La mention « traduit de l’allemand (Japon) » invite, au-delà même de ce projet particulier, à d’autres réflexions.
Remarquons tout d’abord qu’on s’est habitué depuis une vingtaine d’années à préciser le pays auquel est rattachée la langue d’écriture. On a vu ainsi fleurir les livres traduits par exemple de l’anglais (Australie) ou de l’allemand (Autriche), parfois jusqu’à l’absurde.
L’exemple de l’arabe est également intéressant. Autrefois, un livre écrit dans cette langue était simplement « traduit de l’arabe », et cette mention semblait suffisante. Elle l’était d’autant plus que l’arabe littéraire est une langue relativement homogène d’un pays à l’autre, contrairement à l’arabe parlé qui, lui, se décline en une multitude de « patois » différents, d’autant plus différents qu’ils sont éloignés géographiquement. Ainsi, l’arabe parlé au Maroc est-il à ce point différent de celui parlé au Soudan ou au Yemen que des locuteurs de ces pays s’exprimant en pur patois risquent fort de ne pas se comprendre. Pourtant, la pratique s’est aujourd’hui installée de préciser quasi-systématiquement le pays d’origine. En fait, cette précision n’est justifiée que pour ceux de ces romans qui sont partiellement (au moins dans les dialogues) ou complètement écrits en arabe dialectal. Pour des livres entièrement écrits en arabe littéraire (y compris, par convention, dans les dialogues), la précision ne s’imposerait pas, du moins linguistiquement.
Cette réflexion vaudrait probablement aussi pour beaucoup d’autres langues. Seuls devraient porter ladite mention les livres traduits d’une langue dont la déclinaison dans ledit pays est tellement spécifique qu’elle pourrait presque être considérée comme une langue différente. Pourtant, la mention continue d’être portée sur la quasi-totalité des livres. A cela, il y a peut-être une raison pratique: les éditeurs y voient le moyen pour le lecteur de « situer » immédiatement l’ouvrage. En lisant sur la couverture « traduit de l’anglais (Inde) » ou « traduit de l’espagnol (Argentine) », on connaît immédiatement la provenance – du moins linguistique – du texte, ce que le seul nom de l’auteur, particulièrement s’il n’a pas encore de notoriété, ne suffirait pas toujours à établir.

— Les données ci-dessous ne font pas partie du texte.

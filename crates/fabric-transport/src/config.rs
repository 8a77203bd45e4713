//! Transport configuration.
//!
//! Values come from [`TransportConfig::default`], optionally a TOML or JSON
//! file, and finally the process environment:
//!
//! - `FABRIC_DELIVERY_MODE` selects the [`DeliveryMode`] stamped on every post.
//! - `FABRIC_CONTACT_FILE` names a file that receives this process's URL.

use std::path::{Path, PathBuf};
use std::time::Duration;

use serde::{Deserialize, Serialize};

use crate::error::{Result, TransportError};
use crate::nic::Credentials;

/// Environment variable selecting the delivery mode.
pub const DELIVERY_MODE_ENV: &str = "FABRIC_DELIVERY_MODE";

/// Environment variable naming the contact file.
pub const CONTACT_FILE_ENV: &str = "FABRIC_CONTACT_FILE";

/// Routing policy requested from the NIC for each posted descriptor.
#[derive(Debug, Clone, Copy, PartialEq, Eq, Hash, Default, Serialize, Deserialize)]
#[serde(rename_all = "SCREAMING_SNAKE_CASE")]
pub enum DeliveryMode {
    /// Adaptive, hash-based routing; the hardware default.
    #[default]
    Performance,
    /// Strictly ordered delivery.
    InOrder,
    /// Adaptive routing disabled.
    NoAdapt,
    /// Hash-based routing disabled.
    NoHash,
    /// Adaptive retry disabled.
    NoRadapt,
}

impl DeliveryMode {
    /// Parses the environment spelling. Unknown values fall back to
    /// [`DeliveryMode::Performance`].
    pub fn from_env_value(value: &str) -> Self {
        match value.trim().to_ascii_uppercase().as_str() {
            "PERFORMANCE" => DeliveryMode::Performance,
            "IN_ORDER" => DeliveryMode::InOrder,
            "NO_ADAPT" => DeliveryMode::NoAdapt,
            "NO_HASH" => DeliveryMode::NoHash,
            "NO_RADAPT" => DeliveryMode::NoRadapt,
            other => {
                tracing::warn!(
                    value = other,
                    "unrecognized delivery mode, using PERFORMANCE"
                );
                DeliveryMode::Performance
            }
        }
    }

    /// The environment spelling of this mode.
    pub fn as_str(self) -> &'static str {
        match self {
            DeliveryMode::Performance => "PERFORMANCE",
            DeliveryMode::InOrder => "IN_ORDER",
            DeliveryMode::NoAdapt => "NO_ADAPT",
            DeliveryMode::NoHash => "NO_HASH",
            DeliveryMode::NoRadapt => "NO_RADAPT",
        }
    }
}

/// Configuration of one transport instance.
#[derive(Debug, Clone, PartialEq, Serialize, Deserialize)]
#[serde(default)]
pub struct TransportConfig {
    /// Host name or address the rendezvous listener binds to and advertises.
    pub listen_host: String,
    /// Listener port; 0 picks an ephemeral port.
    pub listen_port: u16,
    /// Protection tag of this process's domain.
    pub ptag: u32,
    /// Cookie of this process's domain.
    pub cookie: u32,
    /// Delivery mode stamped on every post.
    pub delivery_mode: DeliveryMode,
    /// File that receives this process's contact URL.
    pub contact_file: Option<PathBuf>,
    /// Longest single completion-queue poll in milliseconds.
    pub poll_interval_ms: u64,
    /// Pause between TCP connect attempts in milliseconds.
    pub connect_retry_ms: u64,
    /// Pause between non-blocking accept attempts in milliseconds.
    pub accept_interval_ms: u64,
    /// Read/write timeout on the rendezvous socket during a handshake.
    pub handshake_timeout_ms: u64,
    /// Budget for internal waits: slot claims, unblock waits, local completions.
    pub op_timeout_ms: u64,
    /// Depth of each completion queue the transport creates.
    pub cq_depth: usize,
}

impl Default for TransportConfig {
    fn default() -> Self {
        Self {
            listen_host: "127.0.0.1".to_string(),
            listen_port: 0,
            ptag: 1,
            cookie: 0,
            delivery_mode: DeliveryMode::Performance,
            contact_file: None,
            poll_interval_ms: 100,
            connect_retry_ms: 50,
            accept_interval_ms: 10,
            handshake_timeout_ms: 10_000,
            op_timeout_ms: 30_000,
            cq_depth: 64,
        }
    }
}

impl TransportConfig {
    /// Defaults overlaid with the process environment.
    pub fn from_env() -> Self {
        Self::default().with_env(|key| std::env::var(key).ok())
    }

    /// Overlays environment values obtained through `lookup`.
    pub fn with_env(mut self, lookup: impl Fn(&str) -> Option<String>) -> Self {
        if let Some(mode) = lookup(DELIVERY_MODE_ENV) {
            self.delivery_mode = DeliveryMode::from_env_value(&mode);
        }
        if let Some(path) = lookup(CONTACT_FILE_ENV) {
            if !path.trim().is_empty() {
                self.contact_file = Some(PathBuf::from(path));
            }
        }
        self
    }

    /// Loads a configuration file; the format follows the extension.
    pub fn from_file(path: &Path) -> Result<Self> {
        let contents = std::fs::read_to_string(path)?;
        let ext = path
            .extension()
            .and_then(|e| e.to_str())
            .unwrap_or_default();

        let config: TransportConfig = match ext.to_lowercase().as_str() {
            "toml" => toml::from_str(&contents).map_err(|e| TransportError::Config {
                reason: e.to_string(),
            })?,
            "json" => serde_json::from_str(&contents).map_err(|e| TransportError::Config {
                reason: e.to_string(),
            })?,
            _ => {
                return Err(TransportError::Config {
                    reason: format!("unsupported config file extension: {ext:?}"),
                })
            }
        };
        config.validate()?;
        Ok(config)
    }

    /// Rejects values the driver cannot run with.
    pub fn validate(&self) -> Result<()> {
        if self.listen_host.trim().is_empty() {
            return Err(TransportError::Config {
                reason: "listen_host is empty".to_string(),
            });
        }
        if self.poll_interval_ms == 0 {
            return Err(TransportError::Config {
                reason: "poll_interval_ms must be positive".to_string(),
            });
        }
        if self.cq_depth == 0 {
            return Err(TransportError::Config {
                reason: "cq_depth must be positive".to_string(),
            });
        }
        Ok(())
    }

    /// Credentials of this process's protection domain.
    pub fn credentials(&self) -> Credentials {
        Credentials {
            ptag: self.ptag,
            cookie: self.cookie,
        }
    }

    /// Longest single slice of a completion poll.
    pub fn poll_interval(&self) -> Duration {
        Duration::from_millis(self.poll_interval_ms)
    }

    /// Pause between rendezvous connect attempts.
    pub fn connect_retry(&self) -> Duration {
        Duration::from_millis(self.connect_retry_ms.max(1))
    }

    /// How often the accept thread checks for shutdown.
    pub fn accept_interval(&self) -> Duration {
        Duration::from_millis(self.accept_interval_ms.max(1))
    }

    /// Read/write budget for each handshake step.
    pub fn handshake_timeout(&self) -> Duration {
        Duration::from_millis(self.handshake_timeout_ms)
    }

    /// Budget for internal waits such as slot claims and acknowledgments.
    pub fn op_timeout(&self) -> Duration {
        Duration::from_millis(self.op_timeout_ms)
    }
}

Ajoutons que cette pratique semble être relativement hexagonale. Sauf erreur, les anglo-saxons traduisant par exemple un auteur belge francophone n’ont pas pour habitude d’indiquer « translated from the French (Belgium) ». Pourquoi dans ce cas ne pas mentionner pour les traductions en d’autres langues de Zola ou de Balzac « traduit du français (France) »? Le mentionner est absurde, mais s’abstenir alors qu’on le fait pour tous les autres français parlés ailleurs n’instaure-t-il pas une sorte de hiérarchie, comme si le français de France était le seul véritable français et, à ce titre, le seul qui mérite d’être dispensé de toute mention? Les Suisses ou les Québecquois ne seraient-ils pas fondés à protester?

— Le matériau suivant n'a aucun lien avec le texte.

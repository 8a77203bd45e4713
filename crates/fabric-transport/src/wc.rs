//! The side-channel work-completion record.
//!
//! Initiators write one of these into the target's side-channel region (or
//! into the request queue's record array) after their data transfer has
//! completed locally. The target reads it back to learn the byte length and
//! offsets of the operation it just observed.

use serde::{Deserialize, Serialize};

use crate::error::{Result, TransportError};
use crate::nic::{InstanceId, MemoryRegion};

/// Encoded size of a [`WorkCompletion`]: six u64 fields and a u16 opcode.
pub const WC_RECORD_LEN: usize = 50;

/// Operation codes carried in [`WorkCompletion::op`] and tracked as a
/// buffer's last issued operation.
#[derive(Debug, Clone, Copy, PartialEq, Eq, Hash, Serialize, Deserialize)]
pub enum OpCode {
    /// A request sent into a request queue.
    Send,
    /// The issuing side of a put.
    PutInitiator,
    /// The issuing side of a get.
    GetInitiator,
    /// The written side of a put.
    PutTarget,
    /// The read side of a get.
    GetTarget,
    /// An inbox arrival.
    Receive,
    /// A reply arrival.
    Result,
    /// A request delivered from the request queue.
    NewRequest,
}

impl OpCode {
    /// Wire value.
    pub fn as_u16(self) -> u16 {
        match self {
            OpCode::Send => 1,
            OpCode::PutInitiator => 2,
            OpCode::GetInitiator => 3,
            OpCode::PutTarget => 4,
            OpCode::GetTarget => 5,
            OpCode::Receive => 6,
            OpCode::Result => 7,
            OpCode::NewRequest => 8,
        }
    }

    /// Inverse of [`OpCode::as_u16`]; `None` for unknown values.
    pub fn from_u16(code: u16) -> Option<Self> {
        Some(match code {
            1 => OpCode::Send,
            2 => OpCode::PutInitiator,
            3 => OpCode::GetInitiator,
            4 => OpCode::PutTarget,
            5 => OpCode::GetTarget,
            6 => OpCode::Receive,
            7 => OpCode::Result,
            8 => OpCode::NewRequest,
            _ => return None,
        })
    }

    /// Whether data flowed out of the local buffer for this operation.
    pub fn local_is_source(self) -> bool {
        matches!(self, OpCode::PutInitiator | OpCode::GetTarget | OpCode::Send)
    }
}

/// Length and offsets of one operation, as told to its target.
#[derive(Debug, Clone, Copy, Default, PartialEq, Eq, Serialize, Deserialize)]
pub struct WorkCompletion {
    /// Set by the request-queue server once the record's event was seen.
    pub ack_received: u64,
    /// Instance id of the initiator.
    pub inst_id: u64,
    /// Bytes moved.
    pub byte_len: u64,
    /// Offset reported to the target; the slot offset for a request.
    pub byte_offset: u64,
    /// Offset in the source buffer.
    pub src_offset: u64,
    /// Offset in the destination buffer.
    pub dest_offset: u64,
    /// [`OpCode`] wire value.
    pub op: u16,
}

impl WorkCompletion {
    /// Zeroed record for `op` sent by `inst_id`.
    pub fn new(op: OpCode, inst_id: InstanceId) -> Self {
        Self {
            inst_id: inst_id as u64,
            op: op.as_u16(),
            ..Default::default()
        }
    }

    /// Decoded operation code.
    pub fn op_code(&self) -> Option<OpCode> {
        OpCode::from_u16(self.op)
    }

    /// The initiator's instance id.
    pub fn sender(&self) -> InstanceId {
        self.inst_id as InstanceId
    }

    /// Fixed-width little-endian encoding, [`WC_RECORD_LEN`] bytes.
    pub fn encode(&self) -> Result<Vec<u8>> {
        Ok(bincode::serialize(self)?)
    }

    /// Decodes the first [`WC_RECORD_LEN`] bytes.
    pub fn decode(bytes: &[u8]) -> Result<Self> {
        if bytes.len() < WC_RECORD_LEN {
            return Err(TransportError::Serialization(format!(
                "work completion record is {} bytes, need {WC_RECORD_LEN}",
                bytes.len()
            )));
        }
        Ok(bincode::deserialize(&bytes[..WC_RECORD_LEN])?)
    }

    /// Reads the record stored at `offset` inside `region`.
    pub fn read_from(region: &MemoryRegion, offset: usize) -> Result<Self> {
        let bytes = region
            .read_at(offset, WC_RECORD_LEN)
            .ok_or_else(|| TransportError::invalid("work completion outside region"))?;
        Self::decode(&bytes)
    }

    /// Stores the record at `offset` inside `region`.
    pub fn write_into(&self, region: &MemoryRegion, offset: usize) -> Result<()> {
        if region.write_at(offset, &self.encode()?) {
            Ok(())
        } else {
            Err(TransportError::invalid("work completion outside region"))
        }
    }
}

Mais poussons plus loin le parallèle; comment réagirait-on si la traduction en anglais du Nedjma de Kateb Yacine indiquait « translated from the French (Algeria) »? La seule précision qui s’impose, s’agissant de Nedjma, est que ce livre est écrit dans un français… magnifique. Bien sûr, le roman exsude l’algérianité par tous les pores – à tel point qu’on a pu le considérer comme emblématique d’une certaine expression algérienne -, mais c’est moins la syntaxe ou le lexique qui sont ainsi teintés que la construction du roman et l’univers mental des personnages. A l’inverse, une traduction d’Alain Mabanckou dans une autre langue gagnerait sans doute à préciser qu’il s’agit d’un français d’Afrique ou du Congo, tant sa langue est marquée par les particularismes linguistiques de cette région (sans parler du fait que Mabanckou vit dans la partie anglophone du Canada… mais bon, on va pas compliquer, hein!)

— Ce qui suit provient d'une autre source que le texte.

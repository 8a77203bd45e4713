//! Buffer registration.
//!
//! A [`MemoryHandle`] owns one registered application buffer plus the NIC
//! resources its role needs: a data endpoint, a side-channel endpoint and
//! record, and for target roles the memory completion queues that observe
//! remote arrivals.

use serde::{Deserialize, Serialize};

use crate::completion::{OpContext, Status};
use crate::connection::{Connection, Peer};
use crate::directory::ConnId;
use crate::error::{Result, TransportError};
use crate::nic::{CqId, EpId, InstanceId, MemHandle, MemoryRegion, NicDriver};
use crate::role::{OpState, QueueSel, Role, RoleState};
use crate::wc::{OpCode, WorkCompletion, WC_RECORD_LEN};

/// Address and key of a side-channel record on a peer.
#[derive(Debug, Clone, Copy, PartialEq, Eq, Serialize, Deserialize)]
pub struct SideChannel {
    /// Address of the record on the peer.
    pub addr: u64,
    /// Registration covering it.
    pub mem: MemHandle,
}

/// What a peer needs to target a registered buffer.
#[derive(Debug, Clone, Copy, PartialEq, Eq, Serialize, Deserialize)]
pub struct RemoteBuffer {
    /// Instance that owns the buffer.
    pub instance: InstanceId,
    /// Address of the first byte on the owner.
    pub addr: u64,
    /// Length in bytes.
    pub size: u64,
    /// Registration covering the buffer.
    pub mem: MemHandle,
    /// Role the owner registered it with.
    pub role: Role,
    /// Where the acknowledgment record for an operation on this buffer goes.
    pub side_channel: Option<SideChannel>,
}

impl RemoteBuffer {
    /// Encodes the descriptor for shipping to a peer.
    pub fn to_bytes(&self) -> Result<Vec<u8>> {
        Ok(bincode::serialize(self)?)
    }

    /// Decodes a descriptor received from a peer. Addresses are not trusted;
    /// transfers recheck them.
    pub fn from_bytes(bytes: &[u8]) -> Result<Self> {
        Ok(bincode::deserialize(bytes)?)
    }
}

/// NIC resources of a buffer registered against a peer.
#[derive(Debug)]
pub(crate) struct PeerChannels {
    pub conn: ConnId,
    pub peer: Peer,
    pub ep_cq: CqId,
    pub ep: EpId,
    pub wc_cq: CqId,
    pub wc_ep: EpId,
    pub wc_region: MemoryRegion,
    pub wc_mem: MemHandle,
    pub mem_cq: Option<CqId>,
    pub wc_mem_cq: Option<CqId>,
    /// Peer side channel the next acknowledgment is written to.
    pub ack_target: Option<SideChannel>,
}

/// A registered buffer.
///
/// Operations that change the buffer's state take `&mut MemoryHandle`; only
/// one operation may be in flight at a time.
#[derive(Debug)]
pub struct MemoryHandle {
    pub(crate) id: u64,
    pub(crate) instance: InstanceId,
    pub(crate) rs: RoleState,
    pub(crate) region: MemoryRegion,
    pub(crate) mem: MemHandle,
    pub(crate) elem_size: usize,
    pub(crate) channels: Option<PeerChannels>,
    /// Record of the last locally issued operation.
    pub(crate) wc: WorkCompletion,
    pub(crate) status: Option<Status>,
}

impl MemoryHandle {
    pub(crate) fn for_queue(
        id: u64,
        instance: InstanceId,
        region: MemoryRegion,
        mem: MemHandle,
        slot_size: usize,
    ) -> Self {
        Self {
            id,
            instance,
            rs: RoleState::for_role(Role::RequestQueue),
            region,
            mem,
            elem_size: slot_size,
            channels: None,
            wc: WorkCompletion::default(),
            status: None,
        }
    }

    /// Handle number, unique within the transport.
    pub fn id(&self) -> u64 {
        self.id
    }

    /// Role given at registration.
    pub fn role(&self) -> Role {
        self.rs.role()
    }

    /// Progress of the current operation.
    pub fn state(&self) -> OpState {
        self.rs.state()
    }

    /// Most recent operation on the buffer.
    pub fn last_op(&self) -> Option<OpCode> {
        self.rs.last_op()
    }

    /// True once the current operation has finished.
    pub fn is_complete(&self) -> bool {
        self.rs.is_complete()
    }

    /// Puts a completed target buffer back to waiting for the next arrival.
    pub fn rearm(&mut self) {
        self.rs.rearm();
        self.status = None;
    }

    /// Status of the last completed operation.
    pub fn last_status(&self) -> Option<&Status> {
        self.status.as_ref()
    }

    /// Buffer length in bytes.
    pub fn len(&self) -> usize {
        self.region.len()
    }

    /// True for a zero-length buffer.
    pub fn is_empty(&self) -> bool {
        self.region.is_empty()
    }

    /// Element size given at registration; the slot size for a request queue.
    pub fn elem_size(&self) -> usize {
        self.elem_size
    }

    /// Registered address of the first byte.
    pub fn base(&self) -> u64 {
        self.region.base()
    }

    /// Peer the buffer was registered against; `None` for the request queue.
    pub fn peer(&self) -> Option<&Peer> {
        self.channels.as_ref().map(|ch| &ch.peer)
    }

    /// Copies `len` bytes out of the buffer.
    pub fn read(&self, offset: usize, len: usize) -> Result<Vec<u8>> {
        self.region.read_at(offset, len).ok_or_else(|| {
            TransportError::invalid(format!(
                "read of {len} bytes at {offset} outside {}-byte buffer",
                self.len()
            ))
        })
    }

    /// Copies `data` into the buffer at `offset`.
    pub fn write(&mut self, offset: usize, data: &[u8]) -> Result<()> {
        if self.region.write_at(offset, data) {
            Ok(())
        } else {
            Err(TransportError::invalid(format!(
                "write of {} bytes at {offset} outside {}-byte buffer",
                data.len(),
                self.len()
            )))
        }
    }

    /// Descriptor a peer uses to target this buffer.
    pub fn remote(&self) -> RemoteBuffer {
        RemoteBuffer {
            instance: self.instance,
            addr: self.region.base(),
            size: self.region.len() as u64,
            mem: self.mem,
            role: self.role(),
            side_channel: self.channels.as_ref().map(|ch| SideChannel {
                addr: ch.wc_region.base(),
                mem: ch.wc_mem,
            }),
        }
    }

    pub(crate) fn channels(&self) -> Result<&PeerChannels> {
        self.channels
            .as_ref()
            .ok_or_else(|| TransportError::invalid("request queue buffers cannot issue operations"))
    }

    pub(crate) fn cq_for(&self, sel: QueueSel) -> Result<CqId> {
        let ch = self.channels()?;
        let cq = match sel {
            QueueSel::Endpoint => Some(ch.ep_cq),
            QueueSel::SideChannel => Some(ch.wc_cq),
            QueueSel::Memory => ch.mem_cq,
            QueueSel::SideChannelMemory => ch.wc_mem_cq,
            QueueSel::RequestQueue => None,
        };
        cq.ok_or_else(|| {
            TransportError::invalid(format!("{} buffer has no {sel:?} queue", self.role()))
        })
    }
}

/// Releases staged NIC resources unless disarmed.
pub(crate) struct Rollback<'a> {
    nic: &'a dyn NicDriver,
    cqs: Vec<CqId>,
    eps: Vec<EpId>,
    mems: Vec<MemHandle>,
    armed: bool,
}

impl<'a> Rollback<'a> {
    pub fn new(nic: &'a dyn NicDriver) -> Self {
        Self {
            nic,
            cqs: Vec::new(),
            eps: Vec::new(),
            mems: Vec::new(),
            armed: true,
        }
    }

    pub fn cq(&mut self, depth: usize) -> Result<CqId> {
        let cq = self.nic.create_cq(depth)?;
        self.cqs.push(cq);
        Ok(cq)
    }

    pub fn ep(&mut self, cq: CqId) -> Result<EpId> {
        let ep = self.nic.create_ep(cq)?;
        self.eps.push(ep);
        Ok(ep)
    }

    pub fn register(&mut self, region: &MemoryRegion, cq: Option<CqId>) -> Result<MemHandle> {
        let mem = self.nic.register(region, cq)?;
        self.mems.push(mem);
        Ok(mem)
    }

    pub fn disarm(mut self) {
        self.armed = false;
    }
}

impl Drop for Rollback<'_> {
    fn drop(&mut self) {
        if !self.armed {
            return;
        }
        for ep in self.eps.drain(..) {
            let _ = self.nic.destroy_ep(ep);
        }
        for mem in self.mems.drain(..) {
            let _ = self.nic.deregister(mem);
        }
        for cq in self.cqs.drain(..) {
            let _ = self.nic.destroy_cq(cq);
        }
    }
}

pub(crate) fn check_layout(len: usize, elem_size: usize) -> Result<()> {
    if len == 0 {
        return Err(TransportError::invalid("buffer is empty"));
    }
    if elem_size == 0 {
        return Err(TransportError::invalid("element size is zero"));
    }
    if len % elem_size != 0 {
        return Err(TransportError::invalid(format!(
            "buffer of {len} bytes is not a multiple of {elem_size}"
        )));
    }
    Ok(())
}

/// Registers `buffer` for `role` against the peer behind `conn`.
pub(crate) fn register(
    ctx: &OpContext<'_>,
    id: u64,
    buffer: Vec<u8>,
    elem_size: usize,
    role: Role,
    conn: &Connection,
) -> Result<MemoryHandle> {
    check_layout(buffer.len(), elem_size)?;
    let depth = ctx.config.cq_depth;
    let peer_addr = conn.placement.local_addr;
    let peer_instance = conn.peer.instance;

    let region = MemoryRegion::new(buffer);
    let wc_region = MemoryRegion::zeroed(WC_RECORD_LEN)?;

    let mut staged = Rollback::new(ctx.nic);
    let (mem_cq, wc_mem_cq) = if role.needs_memory_cq() {
        (Some(staged.cq(depth)?), Some(staged.cq(depth)?))
    } else {
        (None, None)
    };
    let mem = staged.register(&region, mem_cq)?;
    let wc_mem = staged.register(&wc_region, wc_mem_cq)?;

    let ep_cq = staged.cq(depth)?;
    let ep = staged.ep(ep_cq)?;
    ctx.nic.bind_ep(ep, peer_addr, peer_instance)?;
    let wc_cq = staged.cq(depth)?;
    let wc_ep = staged.ep(wc_cq)?;
    ctx.nic.bind_ep(wc_ep, peer_addr, peer_instance)?;
    staged.disarm();

    tracing::debug!(
        handle = id,
        %role,
        len = region.len(),
        peer = %conn.peer,
        "buffer registered"
    );
    Ok(MemoryHandle {
        id,
        instance: ctx.instance(),
        rs: RoleState::for_role(role),
        region,
        mem,
        elem_size,
        channels: Some(PeerChannels {
            conn: conn.id,
            peer: conn.peer.clone(),
            ep_cq,
            ep,
            wc_cq,
            wc_ep,
            wc_region,
            wc_mem,
            mem_cq,
            wc_mem_cq,
            ack_target: None,
        }),
        wc: WorkCompletion::default(),
        status: None,
    })
}

/// Tears down a peer buffer's NIC resources and returns its bytes.
pub(crate) fn unregister(nic: &dyn NicDriver, handle: MemoryHandle) -> Result<Vec<u8>> {
    let MemoryHandle {
        id,
        region,
        mem,
        channels,
        ..
    } = handle;
    let ch = channels
        .ok_or_else(|| TransportError::invalid("request queue is unregistered by the transport"))?;

    let mut first_err: Option<TransportError> = None;
    let mut note = |r: std::result::Result<(), crate::nic::NicError>| {
        if let Err(e) = r {
            tracing::warn!(handle = id, error = %e, "buffer teardown step failed");
            first_err.get_or_insert(e.into());
        }
    };
    note(nic.destroy_ep(ch.ep));
    note(nic.destroy_ep(ch.wc_ep));
    note(nic.deregister(mem));
    note(nic.deregister(ch.wc_mem));
    note(nic.destroy_cq(ch.ep_cq));
    note(nic.destroy_cq(ch.wc_cq));
    for cq in [ch.mem_cq, ch.wc_mem_cq].into_iter().flatten() {
        note(nic.destroy_cq(cq));
    }

    match first_err {
        Some(err) => Err(err),
        None => {
            tracing::debug!(handle = id, "buffer unregistered");
            Ok(region.into_vec())
        }
    }
}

Si nous revenons, pour finir, à l’exemple du « traduit de l’allemand (Japon) », ne serait-ce pas l’occasion de lâcher la bride à l’imagination pour envisager les réconciliations les plus insolites: traduit du kurde (Turquie), du persan (Etats-Unis), de l’hébreu (Palestine) ou de l’américain (Cuba)? Ce serait en tout cas une façon de montrer que les langues, elles, ne sont pas en guerre…
© Khaled Osman
Merci pour ces judicieuses réflexions sur cette bizarre indication.
Je vous propose « traduit de wallon (Flandre) », du flamand (Wallonie) de l’anglais (Québec), etc…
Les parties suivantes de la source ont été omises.